Programmare un cammino

Dicembre non è sicuramente il periodo migliore per i trekking di più giorni, ma lo sicuramente è per programmare un cammino per la prossima estate. Sempre più persone scelgono infatti questo tipo di viaggio per trascorrere le proprie vacanze in modo alternativo, all’insegna della lentezza e della scoperta. Che si decida di affrontare un percorso in solitaria, con un gruppo di amici o di affidarsi a una guida è bene prepararsi con largo anticipo – e questo è senz’altro il momento perfetto per iniziare.



La cosa principale da tenere in considerazione per programmare un cammino è che il periodo migliore per dedicarsi a questa attività va da maggio a ottobre, per motivi legati alle ore di luce a disposizione, alle temperature e al meteo.
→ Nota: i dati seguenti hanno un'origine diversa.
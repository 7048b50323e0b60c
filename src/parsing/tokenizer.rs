use std::{fmt, iter::FusedIterator};

use log::trace;

use crate::{
    constants::DEFAULT_ERROR_CONTEXT_LENGTH,
    parsing::parser::ParserError,
    symbol::{symbol::SymbolId, symbol_table::SymbolTable},
};

/// Display tag of a token once a null denotation has accepted it.
#[derive(Clone, Copy, Debug, Hash, PartialEq, Eq)]
pub enum Arity {
    Name,
    Literal,
    Operator,
}

#[derive(Clone, Debug, Hash, PartialEq, Eq)]
pub struct Token {
    id: SymbolId,
    value: Option<String>,
    arity: Arity,
}

impl Token {
    pub fn new(id: SymbolId, value: Option<String>) -> Self {
        Token {
            id,
            value,
            arity: Arity::Operator,
        }
    }

    pub fn end() -> Self {
        Self::new(SymbolId::End, None)
    }

    pub fn as_literal(mut self) -> Self {
        self.arity = Arity::Literal;
        self
    }

    pub fn as_name(mut self) -> Self {
        self.arity = Arity::Name;
        self
    }

    pub fn with_value(mut self, value: Option<String>) -> Self {
        self.value = value;
        self
    }

    pub fn get_id(&self) -> &SymbolId {
        &self.id
    }

    pub fn get_value(&self) -> Option<&str> {
        self.value.as_deref()
    }

    pub fn get_arity(&self) -> Arity {
        self.arity
    }
}

impl fmt::Display for Token {
    fn fmt(&self, f: &mut fmt::Formatter<'_>) -> fmt::Result {
        match &self.value {
            Some(value) => write!(f, "{} {:?}", self.id, value),
            None => write!(f, "{}", self.id),
        }
    }
}

/// Lazy, single pass token stream over one input string.
///
/// Symbols are tried in registration order and the first match wins. Once
/// the input is exhausted exactly one `End` token is produced. After a
/// lexical error the stream is finished.
#[derive(Debug)]
pub struct Tokenizer<'t> {
    table: &'t SymbolTable,
    remaining: &'t str,
    error_context_length: usize,
    finished: bool,
}

impl<'t> Tokenizer<'t> {
    pub fn new(table: &'t SymbolTable, input: &'t str) -> Self {
        Tokenizer {
            table,
            remaining: input.trim_start(),
            error_context_length: DEFAULT_ERROR_CONTEXT_LENGTH,
            finished: false,
        }
    }

    pub fn with_error_context_length(mut self, error_context_length: usize) -> Self {
        self.error_context_length = error_context_length;
        self
    }

    pub fn remaining(&self) -> &'t str {
        self.remaining
    }

    fn next_token(&mut self) -> Result<Token, ParserError> {
        let table = self.table;
        for symbol in table.symbols() {
            let Some((value, length)) = symbol.match_prefix(self.remaining) else {
                continue;
            };
            // An empty match would never advance.
            if length == 0 {
                continue;
            }
            let token = Token::new(symbol.get_id().clone(), Some(value.to_string()));
            self.remaining = self.remaining[length..].trim_start();
            return Ok(token);
        }
        let context = self
            .remaining
            .chars()
            .take(self.error_context_length)
            .collect::<String>();
        Err(ParserError::UnknownInput(context))
    }
}

impl<'t> Iterator for Tokenizer<'t> {
    type Item = Result<Token, ParserError>;

    fn next(&mut self) -> Option<Self::Item> {
        if self.finished {
            return None;
        }
        if self.remaining.is_empty() {
            self.finished = true;
            trace!("Tokenized (end)");
            return Some(Ok(Token::end()));
        }
        let result = self.next_token();
        match &result {
            Ok(token) => trace!("Tokenized {}", token),
            Err(_) => self.finished = true,
        }
        Some(result)
    }
}

impl<'t> FusedIterator for Tokenizer<'t> {}
pub mod cli;
pub mod filesystem;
Questa è ovviamente una considerazione generale, ogni percorso va poi valutato in base alla propria posizione e alle proprie caratteristiche.

Quale preparazione serve per mettersi in cammino?

Naturalmente la prima esigenza da rispettare è quella di avere un’adeguata preparazione all’attività escursionistica continuativa di più giorni, con percorsi variabili in sviluppo e dislivello e con zaino in spalla più o meno pesante a seconda della tipologia di cammino.
È importante quindi iniziare ad allenarsi per il cammino con uscite regolari in ambiente e, man mano che la condizione fisica migliora, percorrere sentieri con caratteristiche tecniche – ovvero sviluppo chilometrico, dislivelli in salita e discesa, difficoltà escursionistica - in linea con quelle del cammino scelto.

Lo zaino dovrà essere adeguato alle esigenze dettate dalla modalità del cammino scelto, come vedremo in seguito, ma in ogni caso dovrà avere una capienza compresa tra i 30 e i 50/60 litri.
Sarà importante, quindi, durante la fase di allenamento, raggiungere l’obiettivo di portare in spalla lo zaino con tutto l’equipaggiamento necessario ordinatamente riposto all’interno.

Ricordiamo che nei gruppi organizzati è generalmente previsto il trasporto bagagli, cosa che consente di portare con sé uno zaino da 30/40 litri al massimo. In sintesi, in un viaggio di questo tipo, si porta in spalla durante il cammino solo uno zaino con il necessario per la giornata, mentre l’organizzazione si preoccupa di far trovare il bagaglio vero e proprio a ogni arrivo di tappa.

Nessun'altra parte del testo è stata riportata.